A key question for Redd Team has been how to keep water flowing through the incubator at a rate that maximizes water oxygen levels while minimizing bacteria and algae growth.
The best answer, the team has found, has been keeping things simple.
"As engineering students, we're taught to be problem-solvers. One of the things I've stressed on this project is let's not over-engineer this," Burton says. "A good engineer knows what to put on the design and what not to."
The team removed items from earlier designs, such as an adjustable outlet, in order to reduce the risk of leaks. They've used flow-modeling software to ensure the incubator's interior layout is working at peak efficiency.
Other than putting the eggs into the incubator on day one, the design allows the fish to hatch, grow and leave with no human contact. Wild fish are genetically stronger than hatchery fish, and they replenish nutrient levels in headwater streams by bringing back nutrients from the ocean. The incubators increase fish populations in their native habitat without the need for a costly facility downstream.
"We want them to hatch naturally," Burton says.
The side-steam model can only be used in accessible places because it is so large, but it has other advantages. For one, the design can be easily replicated. Burton says the team plans to make their instruction manual downloadable so anyone can use or improve on it.
Galindo notes the design's safety in addition to its utility.
"It isn't just randomly using an old refrigerator, but using materials that are safe for fish and humans and the environment, and trying to put those all together," he says.

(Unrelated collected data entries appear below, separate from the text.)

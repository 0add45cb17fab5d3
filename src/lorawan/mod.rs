//! LoRaWAN frame codec
//!
//! This module contains the bit-exact LoRaWAN 1.0 packet codec:
//! - MAC header and direction handling
//! - Frame header (DevAddr, FCtrl, FCnt, FOpts)
//! - Frame payload variants (join request, join accept, data)
//! - MACPayload and PHYPayload framing
//! - EU868 regional parameters
//!
//! The codec is stateless apart from the frame under construction; keys
//! are passed in by the session layer.

/// Frame header codec
pub mod fhdr;

/// MAC payload composition per message type
pub mod mac;

/// MAC header, message types and direction
pub mod mhdr;

/// Frame payload variants
pub mod payload;

/// Outer PHY framing and MIC validation
pub mod phy;

/// Regional frequency parameters
pub mod region;

pub use mhdr::{Direction, MType, MHDR};
pub use phy::PhyPayload;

Galindo says he plans to use the incubators not only as hands-on learning projects, but eventually hopes to add cameras so students in K-12 classrooms can watch the salmon-hatching process live.
This year's team has set a positive standard for collaboration between Galindo and student engineers.
"I learn a lot and they learn a lot, and together we learn even more than I could myself," Galindo says.
The students agreed the experience has been valuable.
"It's more experience working as a team," Sedgwick says. "In your career, you're always going to have to collaborate with others."
Reeber, who has taken the lead on the team's flow modeling, says working with a biological project has taught her a different approach to engineering than her major, mechanical engineering.
Burton says he talks about his senior design project when he goes to job interviews, and it's given him a preview of the work he wants to do as a professional engineer.
"I want my solutions to actually be utilized," he says. "This has been a good way to see how that actually happens."